I therefore opt to create a data set using the method used by Stavins, Jaffe & Newell, which implies focusing on practical outcome of those patents; the actual efficiency performance of automobiles. It should be fairly easy to construct a data-set which holds the actual

performance of combustion engines using the amount of fuel used per kilometer as well as indicators such as the power output of an engine.

I then however still need a variable for which I can test a possible innovative trend against. As mentioned earlier, Stavins, Jaffe & Newell use the operating costs (which can be seen here as the amount of fuel used per kilometer combined with the price of fuel) as an indication of innovation on the environmentally innovative front, and they use the up-front costs of buying a certain unit as a measure of other innovation (such as more efficient ways of producing).
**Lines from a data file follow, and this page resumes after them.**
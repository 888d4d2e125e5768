//! Request DTOs for the HTTP API.

use serde::Deserialize;
use utoipa::{IntoParams, ToSchema};
use uuid::Uuid;
use validator::Validate;

use crate::db::{NewRent, RentFilter, RentUpdate, StudentUpdate};

// ============================================================================
// Auth
// ============================================================================

/// Phone verification start request.
#[derive(Debug, Deserialize, Validate, ToSchema)]
pub struct PhoneRequest {
    /// Phone number in international format, e.g. "+998901234567".
    #[validate(length(min = 7, max = 20, message = "Phone must be 7-20 characters"))]
    pub phone: String,
}

/// SMS code confirmation request.
#[derive(Debug, Deserialize, Validate, ToSchema)]
pub struct SmsCodeRequest {
    /// ID returned by the phone step.
    pub verification_id: Uuid,
    /// Code received by SMS.
    #[validate(length(min = 1, max = 16, message = "Code must be 1-16 characters"))]
    pub code: String,
}

/// Student or renter login request.
#[derive(Debug, Deserialize, Validate, ToSchema)]
pub struct LoginRequest {
    /// Phone number.
    #[validate(length(min = 1, max = 20))]
    pub phone: String,
    /// Password.
    #[validate(length(min = 1, max = 128))]
    pub password: String,
}

/// Staff login request.
#[derive(Debug, Deserialize, Validate, ToSchema)]
pub struct StaffLoginRequest {
    /// Email address.
    #[validate(length(min = 3, max = 254))]
    pub email: String,
    /// Password.
    #[validate(length(min = 1, max = 128))]
    pub password: String,
}

/// Token refresh request.
#[derive(Debug, Deserialize, Validate, ToSchema)]
pub struct RefreshRequest {
    /// Refresh token.
    #[validate(length(min = 1))]
    pub refresh_token: String,
}

/// Student profile update. Absent fields are left unchanged.
#[derive(Debug, Default, Deserialize, Validate, ToSchema)]
pub struct SetProfileRequest {
    #[validate(length(min = 1, max = 100))]
    pub firstname: Option<String>,
    #[validate(length(min = 1, max = 100))]
    pub lastname: Option<String>,
    pub university_id: Option<i64>,
    pub faculty_id: Option<i64>,
    /// Course year.
    #[validate(range(min = 1, max = 7, message = "Grade must be between 1 and 7"))]
    pub grade: Option<i64>,
    pub district_id: Option<i64>,
    /// Hide the student from roommate search.
    pub invisible: Option<bool>,
}

impl SetProfileRequest {
    pub fn into_update(self) -> StudentUpdate {
        StudentUpdate {
            firstname: self.firstname,
            lastname: self.lastname,
            university_id: self.university_id,
            faculty_id: self.faculty_id,
            grade: self.grade,
            district_id: self.district_id,
            invisible: self.invisible,
        }
    }
}

// ============================================================================
// Listings
// ============================================================================

/// Listing fields.
///
/// `renter_id` is required when a student submits a listing on a renter's
/// behalf and ignored on the renter endpoints, where the owner comes from
/// the token.
#[derive(Debug, Deserialize, Validate, ToSchema)]
pub struct RentRequest {
    #[validate(length(min = 1, max = 200, message = "Name must be 1-200 characters"))]
    pub name: String,
    #[validate(length(max = 5000))]
    pub description: Option<String>,
    pub category_id: i64,
    #[serde(default)]
    pub contract: bool,
    #[serde(default)]
    pub broker: bool,
    #[validate(range(min = 1, max = 50))]
    pub room_count: i64,
    #[validate(range(min = 0.0))]
    pub total_price: f64,
    pub student_jins_id: i64,
    #[validate(range(min = 1, max = 50))]
    pub student_count: i64,
    pub renter_id: Option<i64>,
    #[validate(length(max = 500))]
    pub location: Option<String>,
    pub longitude: Option<f64>,
    pub latitude: Option<f64>,
    #[serde(default)]
    pub wifi: bool,
    #[serde(default)]
    pub conditioner: bool,
    #[serde(default)]
    pub washing_machine: bool,
    #[serde(default)]
    pub tv: bool,
    #[serde(default)]
    pub refrigerator: bool,
    #[serde(default)]
    pub furniture: bool,
    #[validate(length(max = 1000))]
    pub other_convenience: Option<String>,
}

impl RentRequest {
    /// Build the insert payload owned by `renter_id`.
    pub fn into_new_rent(self, renter_id: i64) -> NewRent {
        NewRent {
            name: self.name,
            description: self.description,
            category_id: self.category_id,
            contract: self.contract,
            broker: self.broker,
            room_count: self.room_count,
            total_price: self.total_price,
            student_jins_id: self.student_jins_id,
            student_count: self.student_count,
            renter_id,
            location: self.location,
            longitude: self.longitude,
            latitude: self.latitude,
            wifi: self.wifi,
            conditioner: self.conditioner,
            washing_machine: self.washing_machine,
            tv: self.tv,
            refrigerator: self.refrigerator,
            furniture: self.furniture,
            other_convenience: self.other_convenience,
        }
    }
}

/// Partial listing update.
#[derive(Debug, Default, Deserialize, Validate, ToSchema)]
pub struct RentUpdateRequest {
    #[validate(length(min = 1, max = 200))]
    pub name: Option<String>,
    #[validate(length(max = 5000))]
    pub description: Option<String>,
    pub category_id: Option<i64>,
    pub contract: Option<bool>,
    pub broker: Option<bool>,
    #[validate(range(min = 1, max = 50))]
    pub room_count: Option<i64>,
    #[validate(range(min = 0.0))]
    pub total_price: Option<f64>,
    pub student_jins_id: Option<i64>,
    #[validate(range(min = 1, max = 50))]
    pub student_count: Option<i64>,
    #[validate(length(max = 500))]
    pub location: Option<String>,
    pub longitude: Option<f64>,
    pub latitude: Option<f64>,
    pub wifi: Option<bool>,
    pub conditioner: Option<bool>,
    pub washing_machine: Option<bool>,
    pub tv: Option<bool>,
    pub refrigerator: Option<bool>,
    pub furniture: Option<bool>,
    #[validate(length(max = 1000))]
    pub other_convenience: Option<String>,
}

impl From<RentUpdateRequest> for RentUpdate {
    fn from(req: RentUpdateRequest) -> Self {
        RentUpdate {
            name: req.name,
            description: req.description,
            category_id: req.category_id,
            contract: req.contract,
            broker: req.broker,
            room_count: req.room_count,
            total_price: req.total_price,
            student_jins_id: req.student_jins_id,
            student_count: req.student_count,
            location: req.location,
            longitude: req.longitude,
            latitude: req.latitude,
            wifi: req.wifi,
            conditioner: req.conditioner,
            washing_machine: req.washing_machine,
            tv: req.tv,
            refrigerator: req.refrigerator,
            furniture: req.furniture,
            other_convenience: req.other_convenience,
        }
    }
}

/// Review submission.
#[derive(Debug, Deserialize, Validate, ToSchema)]
pub struct ReviewRequest {
    pub rent_id: i64,
    /// Star rating.
    #[validate(range(min = 1, max = 5, message = "Rate must be between 1 and 5"))]
    pub rate: i64,
    #[validate(length(max = 1000))]
    pub comment: Option<String>,
}

/// Wishlist addition.
#[derive(Debug, Deserialize, Validate, ToSchema)]
pub struct WishlistRequest {
    pub rent_id: i64,
}

// ============================================================================
// Query parameters
// ============================================================================

#[derive(Debug, Deserialize, IntoParams)]
#[into_params(parameter_in = Query)]
pub struct FacultyQuery {
    pub university_id: i64,
}

#[derive(Debug, Deserialize, IntoParams)]
#[into_params(parameter_in = Query)]
pub struct DistrictQuery {
    pub region_id: i64,
}

#[derive(Debug, Deserialize, IntoParams)]
#[into_params(parameter_in = Query)]
pub struct ImageQuery {
    pub hashcode: String,
}

#[derive(Debug, Deserialize, IntoParams)]
#[into_params(parameter_in = Query)]
pub struct ReviewQuery {
    pub rent_id: i64,
}

/// Listing filter. Every parameter is optional.
#[derive(Debug, Default, Deserialize, IntoParams)]
#[into_params(parameter_in = Query)]
pub struct RentFilterQuery {
    pub category_id: Option<i64>,
    pub student_jins_id: Option<i64>,
    pub min_price: Option<f64>,
    pub max_price: Option<f64>,
    pub room_count: Option<i64>,
    pub contract: Option<bool>,
    pub broker: Option<bool>,
}

impl RentFilterQuery {
    /// Check the price range and convert into a repository filter.
    pub fn into_filter(self) -> Result<RentFilter, &'static str> {
        if let (Some(min), Some(max)) = (self.min_price, self.max_price) {
            if min > max {
                return Err("min_price must not exceed max_price");
            }
        }
        if self.min_price.is_some_and(|p| p < 0.0) || self.max_price.is_some_and(|p| p < 0.0) {
            return Err("Prices must not be negative");
        }

        Ok(RentFilter {
            category_id: self.category_id,
            student_jins_id: self.student_jins_id,
            min_price: self.min_price,
            max_price: self.max_price,
            room_count: self.room_count,
            contract: self.contract,
            broker: self.broker,
        })
    }
}

/// Pagination query parameters.
#[derive(Debug, Deserialize, IntoParams)]
#[into_params(parameter_in = Query)]
pub struct PaginationQuery {
    /// Page number (1-based).
    #[serde(default = "default_page")]
    pub page: u32,
    /// Items per page.
    #[serde(default = "default_per_page")]
    pub per_page: u32,
}

fn default_page() -> u32 {
    1
}

fn default_per_page() -> u32 {
    20
}

impl Default for PaginationQuery {
    fn default() -> Self {
        Self {
            page: default_page(),
            per_page: default_per_page(),
        }
    }
}

impl PaginationQuery {
    /// Maximum items per page.
    pub const MAX_PER_PAGE: u32 = 100;

    /// Items per page, clamped to 1..=MAX_PER_PAGE.
    pub fn limit(&self) -> u32 {
        self.per_page.clamp(1, Self::MAX_PER_PAGE)
    }

    /// Row offset for the current page.
    pub fn offset(&self) -> i64 {
        i64::from(self.page.max(1) - 1).saturating_mul(i64::from(self.limit()))
    }
}

#[cfg(test)]
mod tests {
    use super::*;

    #[test]
    fn test_pagination_clamps() {
        let query = PaginationQuery {
            page: 0,
            per_page: 1000,
        };
        assert_eq!(query.limit(), 100);
        assert_eq!(query.offset(), 0);

        let query = PaginationQuery {
            page: 3,
            per_page: 10,
        };
        assert_eq!(query.offset(), 20);
    }

    #[test]
    fn test_pagination_offset_past_u32() {
        let query = PaginationQuery {
            page: 50_000_000,
            per_page: 100,
        };
        assert_eq!(query.offset(), 4_999_999_900);

        let query = PaginationQuery {
            page: u32::MAX,
            per_page: u32::MAX,
        };
        assert_eq!(query.offset(), i64::from(u32::MAX - 1) * 100);
    }

    #[test]
    fn test_filter_price_range() {
        let query = RentFilterQuery {
            min_price: Some(500.0),
            max_price: Some(100.0),
            ..Default::default()
        };
        assert!(query.into_filter().is_err());

        let query = RentFilterQuery {
            min_price: Some(100.0),
            max_price: Some(500.0),
            room_count: Some(2),
            ..Default::default()
        };
        let filter = query.into_filter().unwrap();
        assert_eq!(filter.room_count, Some(2));
    }

    #[test]
    fn test_review_rate_range() {
        let review: ReviewRequest =
            serde_json::from_str(r#"{"rent_id": 1, "rate": 6, "comment": "ok"}"#).unwrap();
        assert!(review.validate().is_err());

        let review: ReviewRequest = serde_json::from_str(r#"{"rent_id": 1, "rate": 5}"#).unwrap();
        assert!(review.validate().is_ok());
    }

    #[test]
    fn test_rent_request_defaults() {
        let req: RentRequest = serde_json::from_str(
            r#"{"name": "Flat", "category_id": 1, "room_count": 2,
                "total_price": 300.0, "student_jins_id": 1, "student_count": 2}"#,
        )
        .unwrap();
        assert!(req.validate().is_ok());
        assert!(req.renter_id.is_none());

        let rent = req.into_new_rent(9);
        assert_eq!(rent.renter_id, 9);
        assert!(!rent.wifi);
    }
}
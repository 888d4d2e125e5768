//! CORS layer for the mobile and web clients.

use axum::http::header::{ACCEPT, AUTHORIZATION, CONTENT_TYPE};
use axum::http::{HeaderValue, Method};
use tower_http::cors::{Any, CorsLayer};

const METHODS: [Method; 5] = [
    Method::GET,
    Method::POST,
    Method::PUT,
    Method::DELETE,
    Method::OPTIONS,
];

/// Parse configured origins, dropping the ones that are not valid header values.
fn parse_origins(origins: &[String]) -> Vec<HeaderValue> {
    origins
        .iter()
        .filter_map(|o| match o.parse() {
            Ok(value) => Some(value),
            Err(_) => {
                tracing::warn!("Ignoring invalid CORS origin: {}", o);
                None
            }
        })
        .collect()
}

/// Create a CORS layer from configuration.
///
/// No usable origins means any origin, without credentials.
pub fn create_cors_layer(origins: &[String]) -> CorsLayer {
    let parsed = parse_origins(origins);

    if parsed.is_empty() {
        CorsLayer::new()
            .allow_methods(METHODS)
            .allow_headers(Any)
            .allow_origin(Any)
    } else {
        CorsLayer::new()
            .allow_methods(METHODS)
            .allow_headers([AUTHORIZATION, CONTENT_TYPE, ACCEPT])
            .allow_credentials(true)
            .allow_origin(parsed)
    }
}

#[cfg(test)]
mod tests {
    use super::*;

    #[test]
    fn test_parse_origins() {
        let origins = vec![
            "http://localhost:3000".to_string(),
            "bad\norigin".to_string(),
        ];
        let parsed = parse_origins(&origins);
        assert_eq!(parsed.len(), 1);
        assert_eq!(parsed[0], "http://localhost:3000");
    }

    #[test]
    fn test_create_cors_layer() {
        let _any = create_cors_layer(&[]);
        let _strict = create_cors_layer(&["https://ijara.uz".to_string()]);
    }
}
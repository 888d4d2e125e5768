//! Reference data lookups used by the registration and listing forms.

use axum::{
    extract::{Query, State},
    Json,
};
use std::sync::Arc;

use crate::db::{Category, District, Faculty, Jins, ReferenceRepository, Region, University};
use crate::web::dto::{ApiResponse, DistrictQuery, FacultyQuery};
use crate::web::error::ApiError;
use crate::web::handlers::AppState;

/// GET /auth/get_university/ - List universities.
#[utoipa::path(
    get,
    path = "/auth/get_university/",
    tag = "reference",
    responses(
        (status = 200, description = "Universities", body = Vec<University>)
    )
)]
pub async fn get_university(
    State(state): State<Arc<AppState>>,
) -> Result<Json<ApiResponse<Vec<University>>>, ApiError> {
    let universities = ReferenceRepository::new(state.db.pool())
        .universities()
        .await?;
    Ok(Json(ApiResponse::new(universities)))
}

/// GET /auth/get_faculty/ - List faculties of a university.
#[utoipa::path(
    get,
    path = "/auth/get_faculty/",
    tag = "reference",
    params(FacultyQuery),
    responses(
        (status = 200, description = "Faculties", body = Vec<Faculty>),
        (status = 400, description = "Missing university_id")
    )
)]
pub async fn get_faculty(
    State(state): State<Arc<AppState>>,
    Query(query): Query<FacultyQuery>,
) -> Result<Json<ApiResponse<Vec<Faculty>>>, ApiError> {
    let faculties = ReferenceRepository::new(state.db.pool())
        .faculties(query.university_id)
        .await?;
    Ok(Json(ApiResponse::new(faculties)))
}

/// GET /auth/get_region/ - List regions.
#[utoipa::path(
    get,
    path = "/auth/get_region/",
    tag = "reference",
    responses(
        (status = 200, description = "Regions", body = Vec<Region>)
    )
)]
pub async fn get_region(
    State(state): State<Arc<AppState>>,
) -> Result<Json<ApiResponse<Vec<Region>>>, ApiError> {
    let regions = ReferenceRepository::new(state.db.pool()).regions().await?;
    Ok(Json(ApiResponse::new(regions)))
}

/// GET /auth/get_district/ - List districts of a region.
#[utoipa::path(
    get,
    path = "/auth/get_district/",
    tag = "reference",
    params(DistrictQuery),
    responses(
        (status = 200, description = "Districts", body = Vec<District>),
        (status = 400, description = "Missing region_id")
    )
)]
pub async fn get_district(
    State(state): State<Arc<AppState>>,
    Query(query): Query<DistrictQuery>,
) -> Result<Json<ApiResponse<Vec<District>>>, ApiError> {
    let districts = ReferenceRepository::new(state.db.pool())
        .districts(query.region_id)
        .await?;
    Ok(Json(ApiResponse::new(districts)))
}

/// GET /auth/get_category/ - List listing categories.
#[utoipa::path(
    get,
    path = "/auth/get_category/",
    tag = "reference",
    responses(
        (status = 200, description = "Categories", body = Vec<Category>)
    )
)]
pub async fn get_category(
    State(state): State<Arc<AppState>>,
) -> Result<Json<ApiResponse<Vec<Category>>>, ApiError> {
    let categories = ReferenceRepository::new(state.db.pool()).categories().await?;
    Ok(Json(ApiResponse::new(categories)))
}

/// GET /auth/get_jins/ - List jins (gender) values.
#[utoipa::path(
    get,
    path = "/auth/get_jins/",
    tag = "reference",
    responses(
        (status = 200, description = "Jins values", body = Vec<Jins>)
    )
)]
pub async fn get_jins(
    State(state): State<Arc<AppState>>,
) -> Result<Json<ApiResponse<Vec<Jins>>>, ApiError> {
    let jins = ReferenceRepository::new(state.db.pool()).jins().await?;
    Ok(Json(ApiResponse::new(jins)))
}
This method will probably work for the automobile industry as well. I run into another problem here. In the case of air conditioners and gas water-heaters the characteristics of the product remain largely the same over a longer period of time. Cars however evolve a lot over time. Not only luxury characteristics such as a more spacious interior, sunroofs and air-conditioning have become the norm, but also other technical innovations such as electronic engine management, ABS and Traction Control are nowadays more or less standard. These features come at a price, and correcting for them would be worth a thesis on it’s own, as has been done in the past23.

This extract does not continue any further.